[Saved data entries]
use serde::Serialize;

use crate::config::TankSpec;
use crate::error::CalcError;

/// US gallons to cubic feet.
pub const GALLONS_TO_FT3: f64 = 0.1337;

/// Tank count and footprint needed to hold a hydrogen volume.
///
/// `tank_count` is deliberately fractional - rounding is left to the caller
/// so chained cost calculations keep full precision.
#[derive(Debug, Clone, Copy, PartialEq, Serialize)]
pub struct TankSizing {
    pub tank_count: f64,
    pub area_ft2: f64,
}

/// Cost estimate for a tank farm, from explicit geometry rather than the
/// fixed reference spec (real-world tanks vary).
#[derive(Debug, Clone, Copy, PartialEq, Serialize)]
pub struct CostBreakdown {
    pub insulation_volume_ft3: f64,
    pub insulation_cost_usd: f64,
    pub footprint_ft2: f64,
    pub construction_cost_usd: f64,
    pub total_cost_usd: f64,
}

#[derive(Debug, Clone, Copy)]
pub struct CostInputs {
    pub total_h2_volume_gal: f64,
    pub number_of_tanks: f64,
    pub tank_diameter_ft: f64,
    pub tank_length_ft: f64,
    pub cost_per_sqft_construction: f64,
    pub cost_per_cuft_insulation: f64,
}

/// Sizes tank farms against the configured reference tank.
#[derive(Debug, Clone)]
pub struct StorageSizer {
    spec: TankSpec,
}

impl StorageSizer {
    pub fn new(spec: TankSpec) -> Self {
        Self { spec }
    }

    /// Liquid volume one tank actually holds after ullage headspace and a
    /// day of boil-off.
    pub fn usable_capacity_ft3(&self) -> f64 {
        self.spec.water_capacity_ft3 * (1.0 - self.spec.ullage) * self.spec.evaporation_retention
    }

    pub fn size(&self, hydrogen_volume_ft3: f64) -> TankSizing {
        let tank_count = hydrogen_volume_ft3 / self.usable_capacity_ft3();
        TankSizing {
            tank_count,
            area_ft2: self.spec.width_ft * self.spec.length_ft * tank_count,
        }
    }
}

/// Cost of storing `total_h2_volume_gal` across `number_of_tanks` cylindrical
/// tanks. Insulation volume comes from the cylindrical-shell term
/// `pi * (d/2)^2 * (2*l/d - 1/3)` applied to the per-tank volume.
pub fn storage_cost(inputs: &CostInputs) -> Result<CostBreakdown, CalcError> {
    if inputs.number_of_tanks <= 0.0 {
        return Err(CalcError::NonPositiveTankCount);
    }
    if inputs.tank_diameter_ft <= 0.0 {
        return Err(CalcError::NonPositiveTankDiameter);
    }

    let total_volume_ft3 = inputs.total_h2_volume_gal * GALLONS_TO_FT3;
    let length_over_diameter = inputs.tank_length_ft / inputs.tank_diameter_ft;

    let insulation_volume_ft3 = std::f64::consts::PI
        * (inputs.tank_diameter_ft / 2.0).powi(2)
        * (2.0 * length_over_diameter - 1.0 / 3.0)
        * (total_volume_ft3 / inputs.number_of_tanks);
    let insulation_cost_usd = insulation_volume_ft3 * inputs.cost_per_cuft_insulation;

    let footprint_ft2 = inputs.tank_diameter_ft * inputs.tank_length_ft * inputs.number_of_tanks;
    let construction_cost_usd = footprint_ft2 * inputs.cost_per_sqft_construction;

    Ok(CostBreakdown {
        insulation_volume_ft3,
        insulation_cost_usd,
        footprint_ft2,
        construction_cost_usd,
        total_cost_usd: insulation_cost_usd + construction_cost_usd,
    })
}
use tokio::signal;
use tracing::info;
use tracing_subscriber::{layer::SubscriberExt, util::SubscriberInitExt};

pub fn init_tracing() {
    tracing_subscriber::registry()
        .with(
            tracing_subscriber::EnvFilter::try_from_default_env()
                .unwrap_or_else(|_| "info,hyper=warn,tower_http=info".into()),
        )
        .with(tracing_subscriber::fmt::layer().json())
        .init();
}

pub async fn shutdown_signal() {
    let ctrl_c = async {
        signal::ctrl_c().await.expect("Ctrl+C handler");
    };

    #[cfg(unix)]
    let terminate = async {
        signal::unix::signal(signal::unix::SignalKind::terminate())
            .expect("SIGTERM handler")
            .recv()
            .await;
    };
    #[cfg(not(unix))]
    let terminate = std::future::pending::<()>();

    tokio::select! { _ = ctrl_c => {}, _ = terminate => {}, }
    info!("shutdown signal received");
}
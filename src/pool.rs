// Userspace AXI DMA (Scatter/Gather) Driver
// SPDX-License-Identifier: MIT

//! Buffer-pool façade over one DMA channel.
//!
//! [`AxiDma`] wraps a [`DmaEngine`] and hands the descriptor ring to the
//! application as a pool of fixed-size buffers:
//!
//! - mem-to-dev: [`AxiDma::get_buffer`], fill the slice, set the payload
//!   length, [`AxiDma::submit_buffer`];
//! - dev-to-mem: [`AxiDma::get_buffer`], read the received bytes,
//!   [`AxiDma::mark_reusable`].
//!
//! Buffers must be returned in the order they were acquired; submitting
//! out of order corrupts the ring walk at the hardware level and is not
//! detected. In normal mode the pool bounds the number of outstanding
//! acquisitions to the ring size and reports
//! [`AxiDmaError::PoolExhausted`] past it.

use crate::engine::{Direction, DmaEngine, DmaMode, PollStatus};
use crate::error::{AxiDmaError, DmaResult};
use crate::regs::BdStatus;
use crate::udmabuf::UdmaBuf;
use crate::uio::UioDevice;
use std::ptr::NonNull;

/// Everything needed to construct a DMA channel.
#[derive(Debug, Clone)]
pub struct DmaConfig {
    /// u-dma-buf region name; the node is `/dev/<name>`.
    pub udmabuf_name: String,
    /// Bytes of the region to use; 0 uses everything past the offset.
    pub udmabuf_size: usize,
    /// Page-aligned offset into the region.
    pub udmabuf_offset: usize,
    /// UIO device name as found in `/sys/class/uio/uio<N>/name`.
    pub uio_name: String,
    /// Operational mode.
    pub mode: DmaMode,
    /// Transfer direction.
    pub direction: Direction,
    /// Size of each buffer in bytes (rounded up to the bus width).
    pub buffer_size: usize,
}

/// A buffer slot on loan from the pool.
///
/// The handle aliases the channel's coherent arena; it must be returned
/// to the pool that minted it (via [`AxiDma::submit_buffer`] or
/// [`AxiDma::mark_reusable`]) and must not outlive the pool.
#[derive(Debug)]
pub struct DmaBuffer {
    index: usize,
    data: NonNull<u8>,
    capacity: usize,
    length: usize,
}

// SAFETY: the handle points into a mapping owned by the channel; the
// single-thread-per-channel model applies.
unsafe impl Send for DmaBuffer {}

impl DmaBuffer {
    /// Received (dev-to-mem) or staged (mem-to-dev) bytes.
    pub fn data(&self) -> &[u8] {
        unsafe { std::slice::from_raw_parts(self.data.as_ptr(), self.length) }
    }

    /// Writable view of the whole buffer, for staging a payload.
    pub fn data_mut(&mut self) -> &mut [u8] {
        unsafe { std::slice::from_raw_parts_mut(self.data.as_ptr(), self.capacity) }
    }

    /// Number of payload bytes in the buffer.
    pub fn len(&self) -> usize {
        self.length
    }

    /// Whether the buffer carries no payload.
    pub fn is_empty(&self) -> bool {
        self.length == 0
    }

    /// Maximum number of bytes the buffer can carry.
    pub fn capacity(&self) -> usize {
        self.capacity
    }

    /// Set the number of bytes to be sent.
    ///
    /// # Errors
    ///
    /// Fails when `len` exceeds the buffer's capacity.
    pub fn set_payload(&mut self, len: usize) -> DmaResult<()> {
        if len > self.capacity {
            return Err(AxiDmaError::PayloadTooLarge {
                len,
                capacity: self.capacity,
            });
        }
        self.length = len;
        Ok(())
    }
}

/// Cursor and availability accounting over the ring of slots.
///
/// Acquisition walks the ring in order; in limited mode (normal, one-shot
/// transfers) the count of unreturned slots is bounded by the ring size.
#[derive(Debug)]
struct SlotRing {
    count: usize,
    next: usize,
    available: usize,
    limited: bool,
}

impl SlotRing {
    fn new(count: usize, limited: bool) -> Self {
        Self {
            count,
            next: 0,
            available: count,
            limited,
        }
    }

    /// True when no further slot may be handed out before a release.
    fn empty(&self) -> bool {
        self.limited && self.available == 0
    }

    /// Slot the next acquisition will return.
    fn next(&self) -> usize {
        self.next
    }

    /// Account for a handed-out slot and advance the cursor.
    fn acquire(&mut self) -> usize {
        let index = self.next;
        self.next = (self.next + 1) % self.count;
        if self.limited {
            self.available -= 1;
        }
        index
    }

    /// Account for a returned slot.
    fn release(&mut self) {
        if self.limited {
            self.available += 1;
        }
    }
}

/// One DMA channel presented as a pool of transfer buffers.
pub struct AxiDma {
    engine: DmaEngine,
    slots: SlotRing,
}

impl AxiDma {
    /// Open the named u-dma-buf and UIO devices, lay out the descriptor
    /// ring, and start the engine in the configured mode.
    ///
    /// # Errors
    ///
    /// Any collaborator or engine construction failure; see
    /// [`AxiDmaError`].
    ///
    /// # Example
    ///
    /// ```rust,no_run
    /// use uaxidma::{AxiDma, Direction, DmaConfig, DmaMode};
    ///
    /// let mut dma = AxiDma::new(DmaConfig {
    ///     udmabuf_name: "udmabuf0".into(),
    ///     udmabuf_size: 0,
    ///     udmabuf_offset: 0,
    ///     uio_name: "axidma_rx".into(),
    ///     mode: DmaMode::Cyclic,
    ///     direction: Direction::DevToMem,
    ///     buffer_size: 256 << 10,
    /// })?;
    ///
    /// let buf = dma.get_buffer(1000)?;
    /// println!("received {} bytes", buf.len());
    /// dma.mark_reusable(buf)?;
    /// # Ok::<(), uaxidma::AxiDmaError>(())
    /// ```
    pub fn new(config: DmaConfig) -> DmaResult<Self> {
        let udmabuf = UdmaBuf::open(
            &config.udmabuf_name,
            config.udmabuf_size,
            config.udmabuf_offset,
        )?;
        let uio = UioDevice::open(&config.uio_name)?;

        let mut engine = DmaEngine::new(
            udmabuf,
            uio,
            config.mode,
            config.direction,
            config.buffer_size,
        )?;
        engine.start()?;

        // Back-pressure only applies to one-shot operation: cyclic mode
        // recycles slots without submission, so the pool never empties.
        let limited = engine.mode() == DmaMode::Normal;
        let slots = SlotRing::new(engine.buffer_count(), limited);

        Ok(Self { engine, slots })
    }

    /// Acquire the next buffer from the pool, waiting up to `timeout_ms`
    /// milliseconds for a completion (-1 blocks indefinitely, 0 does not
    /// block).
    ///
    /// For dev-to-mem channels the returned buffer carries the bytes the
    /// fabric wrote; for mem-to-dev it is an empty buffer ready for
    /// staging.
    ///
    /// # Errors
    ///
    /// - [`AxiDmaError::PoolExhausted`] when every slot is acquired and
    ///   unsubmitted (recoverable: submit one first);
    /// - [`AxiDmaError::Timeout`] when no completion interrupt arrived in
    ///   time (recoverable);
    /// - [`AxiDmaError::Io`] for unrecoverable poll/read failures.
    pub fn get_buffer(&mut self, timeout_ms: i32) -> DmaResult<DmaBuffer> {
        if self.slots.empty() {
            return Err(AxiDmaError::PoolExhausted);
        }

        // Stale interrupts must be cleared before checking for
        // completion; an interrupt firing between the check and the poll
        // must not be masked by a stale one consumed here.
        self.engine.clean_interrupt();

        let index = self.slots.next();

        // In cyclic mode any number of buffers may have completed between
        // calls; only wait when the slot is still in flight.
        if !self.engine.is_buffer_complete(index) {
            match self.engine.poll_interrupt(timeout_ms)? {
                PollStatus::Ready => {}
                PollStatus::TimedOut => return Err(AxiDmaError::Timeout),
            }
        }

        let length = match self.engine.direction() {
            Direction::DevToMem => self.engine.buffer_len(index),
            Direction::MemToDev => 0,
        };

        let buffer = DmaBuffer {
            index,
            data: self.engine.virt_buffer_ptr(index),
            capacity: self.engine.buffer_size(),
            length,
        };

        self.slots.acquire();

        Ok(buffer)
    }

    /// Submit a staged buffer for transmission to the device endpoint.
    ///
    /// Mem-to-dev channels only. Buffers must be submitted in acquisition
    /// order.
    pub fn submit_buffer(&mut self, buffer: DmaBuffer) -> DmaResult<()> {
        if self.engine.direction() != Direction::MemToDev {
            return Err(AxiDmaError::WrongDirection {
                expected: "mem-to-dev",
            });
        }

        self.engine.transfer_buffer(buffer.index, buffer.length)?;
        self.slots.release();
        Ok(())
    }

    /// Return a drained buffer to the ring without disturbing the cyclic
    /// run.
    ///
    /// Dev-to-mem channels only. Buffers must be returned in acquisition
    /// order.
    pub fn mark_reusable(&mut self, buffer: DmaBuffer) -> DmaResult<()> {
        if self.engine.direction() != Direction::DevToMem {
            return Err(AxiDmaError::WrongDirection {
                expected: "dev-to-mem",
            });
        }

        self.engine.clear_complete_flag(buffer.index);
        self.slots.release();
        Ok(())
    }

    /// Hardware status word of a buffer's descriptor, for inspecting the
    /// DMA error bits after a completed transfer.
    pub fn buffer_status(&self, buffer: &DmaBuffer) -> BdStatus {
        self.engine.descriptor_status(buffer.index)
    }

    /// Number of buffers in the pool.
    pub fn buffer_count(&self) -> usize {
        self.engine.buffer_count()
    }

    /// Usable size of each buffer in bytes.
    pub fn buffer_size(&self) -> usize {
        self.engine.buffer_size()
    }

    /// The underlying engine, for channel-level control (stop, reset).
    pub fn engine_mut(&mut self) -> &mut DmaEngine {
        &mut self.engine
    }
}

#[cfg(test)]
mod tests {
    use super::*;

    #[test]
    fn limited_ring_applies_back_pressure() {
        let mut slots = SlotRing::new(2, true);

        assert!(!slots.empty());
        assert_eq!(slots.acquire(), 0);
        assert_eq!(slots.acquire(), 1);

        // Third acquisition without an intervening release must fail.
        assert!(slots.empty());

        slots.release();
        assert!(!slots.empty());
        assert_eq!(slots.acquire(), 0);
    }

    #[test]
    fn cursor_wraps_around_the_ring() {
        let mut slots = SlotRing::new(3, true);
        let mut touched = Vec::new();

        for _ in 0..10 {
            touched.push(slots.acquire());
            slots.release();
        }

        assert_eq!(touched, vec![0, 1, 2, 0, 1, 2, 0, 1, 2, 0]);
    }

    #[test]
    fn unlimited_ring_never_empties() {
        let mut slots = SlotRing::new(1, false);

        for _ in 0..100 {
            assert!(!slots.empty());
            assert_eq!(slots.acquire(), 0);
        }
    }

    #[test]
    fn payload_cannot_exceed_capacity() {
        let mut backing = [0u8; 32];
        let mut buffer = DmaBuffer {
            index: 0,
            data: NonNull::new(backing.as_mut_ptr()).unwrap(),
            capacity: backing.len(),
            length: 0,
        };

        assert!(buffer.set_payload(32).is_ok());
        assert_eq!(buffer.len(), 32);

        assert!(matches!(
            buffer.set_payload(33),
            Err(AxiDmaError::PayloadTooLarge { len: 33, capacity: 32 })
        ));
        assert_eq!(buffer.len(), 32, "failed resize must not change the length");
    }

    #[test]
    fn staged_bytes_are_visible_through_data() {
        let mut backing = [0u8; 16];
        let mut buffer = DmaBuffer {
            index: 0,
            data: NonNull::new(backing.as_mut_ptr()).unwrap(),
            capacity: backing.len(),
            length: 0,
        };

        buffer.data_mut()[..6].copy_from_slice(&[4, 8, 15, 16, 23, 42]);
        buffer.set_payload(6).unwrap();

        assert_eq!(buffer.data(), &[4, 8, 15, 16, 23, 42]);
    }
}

▸ Required action
Could you restate, word for word, the lines above from the one with "#[cfg(not(unix))]" to the one with "number of outstanding", both included?

▸ Response below
    #[cfg(not(unix))]
    let terminate = std::future::pending::<()>();

    tokio::select! { _ = ctrl_c => {}, _ = terminate => {}, }
    info!("shutdown signal received");
}
filename src/pool.rs
// Userspace AXI DMA (Scatter/Gather) Driver
// SPDX-License-Identifier: MIT

//! Buffer-pool façade over one DMA channel.
//!
//! [`AxiDma`] wraps a [`DmaEngine`] and hands the descriptor ring to the
//! application as a pool of fixed-size buffers:
//!
//! - mem-to-dev: [`AxiDma::get_buffer`], fill the slice, set the payload
//!   length, [`AxiDma::submit_buffer`];
//! - dev-to-mem: [`AxiDma::get_buffer`], read the received bytes,
//!   [`AxiDma::mark_reusable`].
//!
//! Buffers must be returned in the order they were acquired; submitting
//! out of order corrupts the ring walk at the hardware level and is not
//! detected. In normal mode the pool bounds the number of outstanding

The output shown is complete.